23 stars 17 forks source link

Integrate with RedShfit Spectrum #40

Open moeezalisyed opened 4 years ago

moeezalisyed commented 4 years ago

Integrating with RedShift Spectrum will make this target very efficient.

Use Case If you have large amounts of data that is not accessed frequently, it is more efficient to store it in S3 instead of keeping it loaded in RedShift. When data needs to be queried, it can be queried with RedShfit Spectrum that provides really fast querying by leveraging MPP. In order for this work, the data needs to be stored in S3 in a structured columnar format - I suggest Parquet. Moreover, these files can be gzipped leading to more efficient storage without slowing down query times.

Enhancements RedShfit Spectrum is also able to query nested fields for files that are stored in S3 as parquet (https://docs.aws.amazon.com/redshift/latest/dg/tutorial-nested-data-create-table.html). Looking at the code, seems like that's not something currently provided, so this will be an additional enhancement.

Integration Steps:

Instead of saving the files as CSVs in S3, store them as gzipped parquet files
Create an external table in RedShift that references the parquet file in S3. To define a table, we will need a schema, this can be specified by the user in the target config (along with a table name override).

Changes I foresee

We will need to update target_tools to be able to append each batch of the stream into a parquet file. This is doable using pandas and s3fs. But we can look at other options as well.
After the stream has been processed, we can take the parsed schema and create an external table. Creating the table should be just executing SQL on the cluster. This is already being done from what I can see, but we will need to update it create an external table in the RedShift cluster. (https://docs.aws.amazon.com/redshift/latest/dg/c-spectrum-external-tables.html)

I think this can make target-redshift very scalable. Infact, we may be able to separate the intermediate code, and create a target-s3-parquet that simply stores the stream as an s3 parquet file (similar to the s3-csv tap).

Talked with @AlexanderMann about this in slack.

AlexanderMann commented 4 years ago

@moeezalisyed thanks for the feature request. This looks to be a really useful set of functionality for Target-Redshift in general.

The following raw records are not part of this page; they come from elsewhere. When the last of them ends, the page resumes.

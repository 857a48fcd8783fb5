//! The dosing engine: normalize → check safe range → gap → dose → schedule.
//!
//! Every call is a pure function of the request and the borrowed
//! `ReferenceTable`; the engine keeps no per-call state.

use crate::calculator::{self, dose_volume_ml};
use crate::error::{DoseError, Result};
use crate::reference::{ParameterSpec, Potency, ReferenceTable};
use crate::request::{DoseForm, DoseRequest, ProductChoice};
use crate::scheduler::{check_safe_range, schedule};
use crate::status::{DoseResult, DoseStatus, Warning};
use crate::units::{normalize, to_liters};

/// Stateless calculator bound to one reference table.
#[derive(Debug, Clone, Default)]
pub struct DosingEngine {
    table: ReferenceTable,
}

impl DosingEngine {
    pub fn new(table: ReferenceTable) -> Self {
        Self { table }
    }

    pub fn table(&self) -> &ReferenceTable {
        &self.table
    }

    pub fn calculate(&self, request: &DoseRequest) -> Result<DoseResult> {
        calculate(&self.table, request)
    }

    /// Parse a raw form, then calculate. Parse failures are `InvalidInput`.
    pub fn calculate_form(&self, form: &DoseForm) -> Result<DoseResult> {
        let request = form.parse()?;
        self.calculate(&request)
    }
}

/// Resolve the additive: catalog lookup (a miss is a configuration error,
/// never a default potency) or the user's custom figure.
fn resolve_product<'a>(
    table: &'a ReferenceTable,
    request: &DoseRequest,
) -> Result<(Option<&'a str>, Potency)> {
    match &request.product {
        ProductChoice::Catalog(name) => {
            let product = table.product(name)?;
            if product.parameter != request.parameter {
                return Err(DoseError::invalid(
                    "product",
                    format!(
                        "'{}' doses {}, not {}",
                        product.name, product.parameter, request.parameter
                    ),
                ));
            }
            Ok((Some(product.name.as_str()), product.potency))
        }
        ProductChoice::Custom(potency) => Ok((None, *potency)),
    }
}

fn advisories(request: &DoseRequest, spec: &ParameterSpec, current: f64, target: f64) -> Vec<Warning> {
    let unit = request.parameter.canonical_unit();
    let mut out = Vec::new();
    if !spec.in_safe_band(current) {
        out.push(Warning::CurrentOutsideSafeBand {
            current,
            low: spec.safe_low,
            high: spec.safe_high,
            unit,
        });
    }
    if !spec.in_critical_band(target) {
        out.push(Warning::TargetOutsideCriticalBand {
            target,
            low: spec.critical_low,
            high: spec.critical_high,
            unit,
        });
    } else if !spec.in_safe_band(target) {
        out.push(Warning::TargetOutsideSafeBand {
            target,
            low: spec.safe_low,
            high: spec.safe_high,
            unit,
        });
    }
    out
}

/// Run one calculation against `table`.
pub fn calculate(table: &ReferenceTable, request: &DoseRequest) -> Result<DoseResult> {
    request.validate()?;
    let parameter = request.parameter;
    let spec = table.spec(parameter)?;
    let (product, potency) = resolve_product(table, request)?;

    // Normalize
    let current = normalize(request.current_value, request.current_unit, parameter)?;
    let target = normalize(request.target_value, request.target_unit, parameter)?;
    let volume_liters = to_liters(request.tank_volume, request.volume_unit);
    let gap = calculator::gap(current, target);

    let mut result = DoseResult {
        parameter,
        product: product.map(str::to_string),
        current,
        target,
        gap,
        total_volume_ml: 0.0,
        day_count: 0,
        daily_volume_ml: 0.0,
        status: DoseStatus::Optimal,
        warnings: Vec::new(),
    };

    // Check safe range
    if let Some(w) = check_safe_range(parameter, current, spec, request.ph, table.safety()) {
        tracing::warn!(
            parameter = parameter.name(),
            current,
            ph = request.ph,
            reason = w.code(),
            "dosing refused"
        );
        result.status = DoseStatus::OutOfSafeRange;
        result.warnings.push(w);
        return Ok(result);
    }

    result.warnings = advisories(request, spec, current, target);

    // Gap
    if gap <= 0.0 {
        tracing::debug!(parameter = parameter.name(), current, target, "already at target");
        return Ok(result);
    }

    // Dose + schedule
    let total = dose_volume_ml(gap, volume_liters, potency);
    if !total.is_finite() {
        return Err(DoseError::invalid(
            "tank_volume",
            "dose volume overflows; check tank volume and potency",
        ));
    }
    let plan = schedule(parameter, gap, total, spec, request.ph, table.safety());
    tracing::debug!(
        parameter = parameter.name(),
        gap,
        volume_liters,
        potency = potency.value(),
        total_ml = total,
        days = plan.day_count,
        ph_widened = plan.ph_widened,
        "dose computed"
    );

    result.status = DoseStatus::CorrectionNeeded;
    result.total_volume_ml = total;
    result.day_count = plan.day_count;
    result.daily_volume_ml = plan.daily_volume_ml;
    result.warnings.extend(plan.warnings);
    Ok(result)
}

My inclination with any large feature/rewrite is to make as many small meaningful steps towards the final functionality without breaking things. To this end, I'm pretty excited by the final feature set you detail here as I think there are a LOT of little improvements we can make which will lead to the final solution.

Questions

Before scoping out all of the above, I'm hoping that your experience with Redshift Spectrum can help get me up to speed and I can poke about on some points:

Redshift Spectrum can read from CSV files and non gzipped files as well as gzipped parquet correct?
All of the examples for the S3 data lake referenced seem to point to a subfolder in a bucket. Does Spectrum read all files present in the given subfolder, or do you have to manually tell it about new data placed therein?
The alter table examples for Spectrum all point to the data paths, and whatnot. Am I correct in assuming that things like COMMENTs and column type changes are all still accepted via normal commands?
Most of the headache in dealing with Redshift Spectrum appears to be in getting it setup, making sure IAM permissions are correct, and in getting the external database/schemas in place. Given Target-Redshift expects all of this to be done for regular usage, I'd assume we expect this for the Spectrum use case as well.
- Are there any commands/issues you can see with us expecting users to set everything up themselves?
- Will it be an issue for us to expect users to manage their S3 resources themselves as well? (ie, we presently encourage users to setup lifecycle rules to limit their S3 footprint over time etc.)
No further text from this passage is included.